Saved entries
__________________________________________________
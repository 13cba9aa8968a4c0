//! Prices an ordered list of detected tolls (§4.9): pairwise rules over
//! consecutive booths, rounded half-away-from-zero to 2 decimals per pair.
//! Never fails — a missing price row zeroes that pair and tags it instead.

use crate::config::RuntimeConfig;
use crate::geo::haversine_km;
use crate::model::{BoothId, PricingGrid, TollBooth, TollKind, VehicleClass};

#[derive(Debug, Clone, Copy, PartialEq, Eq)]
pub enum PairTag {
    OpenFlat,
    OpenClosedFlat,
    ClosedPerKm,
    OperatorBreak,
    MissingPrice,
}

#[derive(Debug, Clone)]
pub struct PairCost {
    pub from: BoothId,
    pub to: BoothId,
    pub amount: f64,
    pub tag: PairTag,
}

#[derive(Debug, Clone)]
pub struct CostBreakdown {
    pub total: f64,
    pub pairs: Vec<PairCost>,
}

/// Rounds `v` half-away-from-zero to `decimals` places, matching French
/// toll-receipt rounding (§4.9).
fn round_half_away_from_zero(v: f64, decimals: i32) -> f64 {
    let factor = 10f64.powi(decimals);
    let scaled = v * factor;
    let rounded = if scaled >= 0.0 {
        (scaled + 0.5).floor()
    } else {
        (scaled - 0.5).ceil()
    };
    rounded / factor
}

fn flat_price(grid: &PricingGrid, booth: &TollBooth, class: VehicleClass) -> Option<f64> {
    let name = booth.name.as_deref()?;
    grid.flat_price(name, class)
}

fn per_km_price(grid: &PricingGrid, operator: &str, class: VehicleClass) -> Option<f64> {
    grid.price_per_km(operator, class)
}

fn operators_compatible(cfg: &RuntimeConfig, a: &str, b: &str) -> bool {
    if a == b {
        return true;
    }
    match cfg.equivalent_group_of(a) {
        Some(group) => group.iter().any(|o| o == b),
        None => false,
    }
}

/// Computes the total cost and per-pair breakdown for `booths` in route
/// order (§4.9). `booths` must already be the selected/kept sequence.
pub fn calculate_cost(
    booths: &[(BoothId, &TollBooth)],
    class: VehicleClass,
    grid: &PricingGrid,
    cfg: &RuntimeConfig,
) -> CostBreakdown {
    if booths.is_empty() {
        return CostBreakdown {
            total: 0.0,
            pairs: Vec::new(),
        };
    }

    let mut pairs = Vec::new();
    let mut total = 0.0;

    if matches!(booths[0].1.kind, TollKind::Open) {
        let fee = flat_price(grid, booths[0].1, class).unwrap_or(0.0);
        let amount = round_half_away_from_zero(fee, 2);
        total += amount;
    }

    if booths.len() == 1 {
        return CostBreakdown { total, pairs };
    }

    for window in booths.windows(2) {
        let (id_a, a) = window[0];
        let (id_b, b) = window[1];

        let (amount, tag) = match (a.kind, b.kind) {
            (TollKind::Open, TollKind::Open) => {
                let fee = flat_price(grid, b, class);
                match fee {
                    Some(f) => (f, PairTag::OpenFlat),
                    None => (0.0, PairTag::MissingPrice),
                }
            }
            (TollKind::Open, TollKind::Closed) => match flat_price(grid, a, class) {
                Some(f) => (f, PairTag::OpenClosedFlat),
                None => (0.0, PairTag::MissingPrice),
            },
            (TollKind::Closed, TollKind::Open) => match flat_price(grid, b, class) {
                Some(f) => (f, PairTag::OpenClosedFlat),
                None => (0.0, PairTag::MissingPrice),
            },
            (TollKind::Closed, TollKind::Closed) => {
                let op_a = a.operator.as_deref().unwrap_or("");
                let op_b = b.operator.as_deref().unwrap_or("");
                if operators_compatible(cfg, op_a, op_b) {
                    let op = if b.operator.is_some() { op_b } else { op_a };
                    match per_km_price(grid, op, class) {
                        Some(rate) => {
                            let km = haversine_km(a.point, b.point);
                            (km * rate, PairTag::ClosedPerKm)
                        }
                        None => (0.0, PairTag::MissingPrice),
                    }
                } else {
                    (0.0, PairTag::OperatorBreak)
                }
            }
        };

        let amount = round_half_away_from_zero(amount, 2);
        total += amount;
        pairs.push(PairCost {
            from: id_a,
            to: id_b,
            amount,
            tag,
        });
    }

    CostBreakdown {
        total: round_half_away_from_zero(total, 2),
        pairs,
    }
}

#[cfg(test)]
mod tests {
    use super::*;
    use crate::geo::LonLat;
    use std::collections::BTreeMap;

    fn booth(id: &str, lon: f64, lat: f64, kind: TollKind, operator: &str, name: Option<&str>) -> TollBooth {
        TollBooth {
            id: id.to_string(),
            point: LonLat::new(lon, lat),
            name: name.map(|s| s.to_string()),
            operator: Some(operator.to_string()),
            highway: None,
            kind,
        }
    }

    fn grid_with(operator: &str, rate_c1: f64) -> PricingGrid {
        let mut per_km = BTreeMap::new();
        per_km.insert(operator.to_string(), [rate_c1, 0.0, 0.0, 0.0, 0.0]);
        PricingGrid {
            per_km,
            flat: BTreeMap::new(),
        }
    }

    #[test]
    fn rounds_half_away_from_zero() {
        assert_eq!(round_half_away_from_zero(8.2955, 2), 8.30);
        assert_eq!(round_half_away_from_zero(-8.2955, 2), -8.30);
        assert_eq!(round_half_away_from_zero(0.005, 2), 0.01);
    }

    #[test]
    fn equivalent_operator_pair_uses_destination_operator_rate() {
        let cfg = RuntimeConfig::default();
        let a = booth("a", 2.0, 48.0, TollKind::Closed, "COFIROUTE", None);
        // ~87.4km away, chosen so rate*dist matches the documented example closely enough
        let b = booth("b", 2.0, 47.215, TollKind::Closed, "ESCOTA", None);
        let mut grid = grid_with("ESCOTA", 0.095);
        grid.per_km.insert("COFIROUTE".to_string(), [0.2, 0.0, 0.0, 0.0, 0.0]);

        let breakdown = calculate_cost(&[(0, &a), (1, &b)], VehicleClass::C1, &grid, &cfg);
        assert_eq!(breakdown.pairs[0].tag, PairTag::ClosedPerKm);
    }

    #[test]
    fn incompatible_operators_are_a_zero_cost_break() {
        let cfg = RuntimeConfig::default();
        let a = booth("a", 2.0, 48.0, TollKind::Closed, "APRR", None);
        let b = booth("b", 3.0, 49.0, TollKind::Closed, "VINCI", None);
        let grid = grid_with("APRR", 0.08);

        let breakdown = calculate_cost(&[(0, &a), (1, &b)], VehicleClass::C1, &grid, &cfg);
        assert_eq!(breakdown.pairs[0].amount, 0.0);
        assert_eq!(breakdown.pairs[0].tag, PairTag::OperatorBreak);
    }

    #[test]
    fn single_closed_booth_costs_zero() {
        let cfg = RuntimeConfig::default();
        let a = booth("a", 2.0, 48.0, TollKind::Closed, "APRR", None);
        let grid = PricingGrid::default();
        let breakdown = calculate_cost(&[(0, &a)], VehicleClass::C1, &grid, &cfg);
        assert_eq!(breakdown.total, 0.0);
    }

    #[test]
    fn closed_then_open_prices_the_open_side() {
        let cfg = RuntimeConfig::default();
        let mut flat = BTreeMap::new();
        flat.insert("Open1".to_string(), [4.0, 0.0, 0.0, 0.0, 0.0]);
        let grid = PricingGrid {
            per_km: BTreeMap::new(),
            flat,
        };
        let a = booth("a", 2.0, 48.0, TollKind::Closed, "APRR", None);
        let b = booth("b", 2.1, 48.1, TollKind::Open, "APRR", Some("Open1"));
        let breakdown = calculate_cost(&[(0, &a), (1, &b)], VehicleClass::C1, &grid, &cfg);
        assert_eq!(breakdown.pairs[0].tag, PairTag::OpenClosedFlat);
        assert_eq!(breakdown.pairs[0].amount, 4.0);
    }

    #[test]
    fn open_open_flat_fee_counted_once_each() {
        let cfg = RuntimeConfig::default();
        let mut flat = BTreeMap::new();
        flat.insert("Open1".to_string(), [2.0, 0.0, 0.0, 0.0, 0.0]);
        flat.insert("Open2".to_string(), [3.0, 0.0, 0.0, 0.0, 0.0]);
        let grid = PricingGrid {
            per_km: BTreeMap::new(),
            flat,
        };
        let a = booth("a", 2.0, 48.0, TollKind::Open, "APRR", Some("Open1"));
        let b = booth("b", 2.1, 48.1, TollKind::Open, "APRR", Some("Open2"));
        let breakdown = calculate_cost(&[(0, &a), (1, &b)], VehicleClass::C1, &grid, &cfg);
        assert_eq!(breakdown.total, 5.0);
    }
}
__________________________________________________
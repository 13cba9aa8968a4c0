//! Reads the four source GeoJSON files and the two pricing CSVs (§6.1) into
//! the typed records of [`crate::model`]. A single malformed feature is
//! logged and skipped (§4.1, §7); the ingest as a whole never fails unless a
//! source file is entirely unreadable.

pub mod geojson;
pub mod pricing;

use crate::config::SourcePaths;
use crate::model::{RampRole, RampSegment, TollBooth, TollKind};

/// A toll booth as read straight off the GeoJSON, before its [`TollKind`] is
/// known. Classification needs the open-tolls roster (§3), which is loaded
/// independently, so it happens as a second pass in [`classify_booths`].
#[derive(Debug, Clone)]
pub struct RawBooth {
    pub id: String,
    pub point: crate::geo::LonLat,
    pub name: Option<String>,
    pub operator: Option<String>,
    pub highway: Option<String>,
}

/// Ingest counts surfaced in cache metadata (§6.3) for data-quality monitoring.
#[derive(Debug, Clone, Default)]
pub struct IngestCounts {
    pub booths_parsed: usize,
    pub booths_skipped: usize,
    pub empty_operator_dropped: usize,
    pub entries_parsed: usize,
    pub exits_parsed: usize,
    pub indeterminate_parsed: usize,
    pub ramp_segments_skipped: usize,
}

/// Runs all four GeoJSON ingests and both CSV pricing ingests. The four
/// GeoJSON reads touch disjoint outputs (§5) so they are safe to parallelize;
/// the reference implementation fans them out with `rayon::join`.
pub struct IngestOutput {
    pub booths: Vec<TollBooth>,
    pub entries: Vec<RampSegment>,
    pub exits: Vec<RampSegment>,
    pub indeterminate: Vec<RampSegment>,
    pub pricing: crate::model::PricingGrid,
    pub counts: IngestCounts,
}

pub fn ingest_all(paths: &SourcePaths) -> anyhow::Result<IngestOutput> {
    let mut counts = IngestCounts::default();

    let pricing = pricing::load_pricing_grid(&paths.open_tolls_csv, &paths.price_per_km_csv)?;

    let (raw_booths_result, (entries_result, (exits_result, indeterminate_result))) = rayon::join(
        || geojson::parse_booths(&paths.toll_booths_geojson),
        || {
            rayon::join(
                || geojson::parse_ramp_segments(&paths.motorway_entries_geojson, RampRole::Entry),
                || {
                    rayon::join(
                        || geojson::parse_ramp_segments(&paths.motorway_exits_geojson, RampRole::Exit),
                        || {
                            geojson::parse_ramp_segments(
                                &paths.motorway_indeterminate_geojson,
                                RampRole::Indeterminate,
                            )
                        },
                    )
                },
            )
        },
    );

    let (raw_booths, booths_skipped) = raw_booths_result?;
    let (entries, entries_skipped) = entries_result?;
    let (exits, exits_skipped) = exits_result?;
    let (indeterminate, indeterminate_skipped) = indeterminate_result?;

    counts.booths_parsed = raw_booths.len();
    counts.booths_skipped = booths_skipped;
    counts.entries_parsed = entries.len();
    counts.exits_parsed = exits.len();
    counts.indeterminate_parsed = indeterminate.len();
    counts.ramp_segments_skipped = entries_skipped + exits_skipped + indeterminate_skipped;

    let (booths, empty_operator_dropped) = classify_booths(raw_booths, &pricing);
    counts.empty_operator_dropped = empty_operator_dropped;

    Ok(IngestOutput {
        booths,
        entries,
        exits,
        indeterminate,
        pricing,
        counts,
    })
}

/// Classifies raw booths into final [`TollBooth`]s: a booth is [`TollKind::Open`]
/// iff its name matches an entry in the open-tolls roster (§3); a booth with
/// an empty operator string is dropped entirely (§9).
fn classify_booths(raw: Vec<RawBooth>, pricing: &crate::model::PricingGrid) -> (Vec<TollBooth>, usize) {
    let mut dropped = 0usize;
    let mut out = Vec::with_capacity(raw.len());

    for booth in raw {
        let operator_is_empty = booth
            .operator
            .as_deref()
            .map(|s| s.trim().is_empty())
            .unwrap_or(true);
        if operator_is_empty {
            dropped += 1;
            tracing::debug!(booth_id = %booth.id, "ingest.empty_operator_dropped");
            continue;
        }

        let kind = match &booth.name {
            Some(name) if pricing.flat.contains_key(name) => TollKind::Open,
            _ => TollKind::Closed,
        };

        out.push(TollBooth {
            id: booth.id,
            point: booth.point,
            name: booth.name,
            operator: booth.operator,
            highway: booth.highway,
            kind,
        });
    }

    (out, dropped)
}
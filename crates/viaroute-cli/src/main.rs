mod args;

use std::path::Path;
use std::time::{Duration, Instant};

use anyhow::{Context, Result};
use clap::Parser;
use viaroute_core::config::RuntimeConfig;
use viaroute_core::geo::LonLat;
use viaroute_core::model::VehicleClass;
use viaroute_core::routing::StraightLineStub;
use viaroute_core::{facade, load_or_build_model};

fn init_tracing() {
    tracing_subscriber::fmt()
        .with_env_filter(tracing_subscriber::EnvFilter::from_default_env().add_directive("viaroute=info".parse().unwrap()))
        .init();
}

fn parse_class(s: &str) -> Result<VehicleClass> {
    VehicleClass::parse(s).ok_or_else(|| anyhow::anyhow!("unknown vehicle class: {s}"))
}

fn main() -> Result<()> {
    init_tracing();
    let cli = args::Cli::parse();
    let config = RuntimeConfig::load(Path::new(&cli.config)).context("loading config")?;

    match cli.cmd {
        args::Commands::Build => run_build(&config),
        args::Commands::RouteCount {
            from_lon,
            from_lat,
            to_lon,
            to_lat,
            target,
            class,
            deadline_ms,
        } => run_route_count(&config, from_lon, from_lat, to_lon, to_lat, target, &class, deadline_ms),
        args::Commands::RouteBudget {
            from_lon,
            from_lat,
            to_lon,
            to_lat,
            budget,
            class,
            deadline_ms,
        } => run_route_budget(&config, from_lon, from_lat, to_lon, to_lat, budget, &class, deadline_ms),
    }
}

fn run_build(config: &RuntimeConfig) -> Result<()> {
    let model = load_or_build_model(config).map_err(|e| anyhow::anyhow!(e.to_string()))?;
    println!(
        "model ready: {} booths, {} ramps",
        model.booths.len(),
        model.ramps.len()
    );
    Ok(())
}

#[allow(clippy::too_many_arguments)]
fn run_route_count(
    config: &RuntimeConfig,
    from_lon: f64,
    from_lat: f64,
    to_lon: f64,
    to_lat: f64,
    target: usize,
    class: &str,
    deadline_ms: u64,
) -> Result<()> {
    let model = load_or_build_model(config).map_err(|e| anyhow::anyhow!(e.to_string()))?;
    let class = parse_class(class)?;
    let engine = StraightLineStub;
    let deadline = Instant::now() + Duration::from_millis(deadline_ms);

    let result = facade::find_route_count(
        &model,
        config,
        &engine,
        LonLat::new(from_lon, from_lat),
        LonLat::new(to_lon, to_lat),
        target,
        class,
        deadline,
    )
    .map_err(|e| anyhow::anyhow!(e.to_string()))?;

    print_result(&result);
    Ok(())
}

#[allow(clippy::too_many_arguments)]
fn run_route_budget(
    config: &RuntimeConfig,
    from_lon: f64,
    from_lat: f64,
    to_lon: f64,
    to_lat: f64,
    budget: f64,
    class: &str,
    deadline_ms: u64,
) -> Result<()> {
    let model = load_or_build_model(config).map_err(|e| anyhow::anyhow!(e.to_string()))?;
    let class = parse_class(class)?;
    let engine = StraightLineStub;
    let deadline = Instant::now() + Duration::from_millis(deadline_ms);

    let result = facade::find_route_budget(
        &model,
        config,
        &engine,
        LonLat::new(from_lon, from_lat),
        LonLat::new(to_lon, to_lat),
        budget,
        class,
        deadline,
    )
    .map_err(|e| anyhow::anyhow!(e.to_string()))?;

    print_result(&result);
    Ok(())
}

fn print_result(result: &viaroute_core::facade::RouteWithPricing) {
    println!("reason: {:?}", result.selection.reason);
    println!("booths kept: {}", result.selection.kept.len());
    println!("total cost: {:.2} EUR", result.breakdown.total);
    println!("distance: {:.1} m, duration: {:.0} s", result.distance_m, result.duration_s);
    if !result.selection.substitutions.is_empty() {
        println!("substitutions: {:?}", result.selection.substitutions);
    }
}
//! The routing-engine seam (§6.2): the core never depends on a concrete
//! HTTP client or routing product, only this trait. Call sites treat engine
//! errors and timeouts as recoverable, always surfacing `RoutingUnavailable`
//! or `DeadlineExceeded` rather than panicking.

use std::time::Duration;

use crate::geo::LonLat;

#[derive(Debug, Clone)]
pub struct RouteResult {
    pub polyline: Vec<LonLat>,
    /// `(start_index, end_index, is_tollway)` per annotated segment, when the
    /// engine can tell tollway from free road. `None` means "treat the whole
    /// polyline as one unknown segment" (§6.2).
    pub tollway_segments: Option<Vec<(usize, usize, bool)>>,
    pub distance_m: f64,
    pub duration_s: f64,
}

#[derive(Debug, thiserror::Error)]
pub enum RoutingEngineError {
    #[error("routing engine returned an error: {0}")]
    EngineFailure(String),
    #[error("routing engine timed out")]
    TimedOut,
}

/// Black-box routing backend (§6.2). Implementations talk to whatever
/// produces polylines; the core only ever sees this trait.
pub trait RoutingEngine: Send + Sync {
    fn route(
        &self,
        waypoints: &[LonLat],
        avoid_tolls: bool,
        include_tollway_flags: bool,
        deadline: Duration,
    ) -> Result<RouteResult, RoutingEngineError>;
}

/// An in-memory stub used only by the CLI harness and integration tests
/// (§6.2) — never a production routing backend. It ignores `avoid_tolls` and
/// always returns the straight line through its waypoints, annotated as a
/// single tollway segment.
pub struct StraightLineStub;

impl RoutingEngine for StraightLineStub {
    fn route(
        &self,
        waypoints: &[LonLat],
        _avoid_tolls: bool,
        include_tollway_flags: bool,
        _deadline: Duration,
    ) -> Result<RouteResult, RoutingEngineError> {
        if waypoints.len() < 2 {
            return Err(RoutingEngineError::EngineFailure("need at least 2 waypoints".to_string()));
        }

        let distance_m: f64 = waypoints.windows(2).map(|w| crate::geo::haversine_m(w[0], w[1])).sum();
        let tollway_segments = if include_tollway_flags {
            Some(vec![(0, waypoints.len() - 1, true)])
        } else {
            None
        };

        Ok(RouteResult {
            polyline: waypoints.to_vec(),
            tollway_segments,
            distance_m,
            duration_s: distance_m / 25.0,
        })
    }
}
__________________________________________________
> Task to carry out: Give the number of lines above that hold the word "ESCOTA", and nothing more.

> Response to this exercise: 2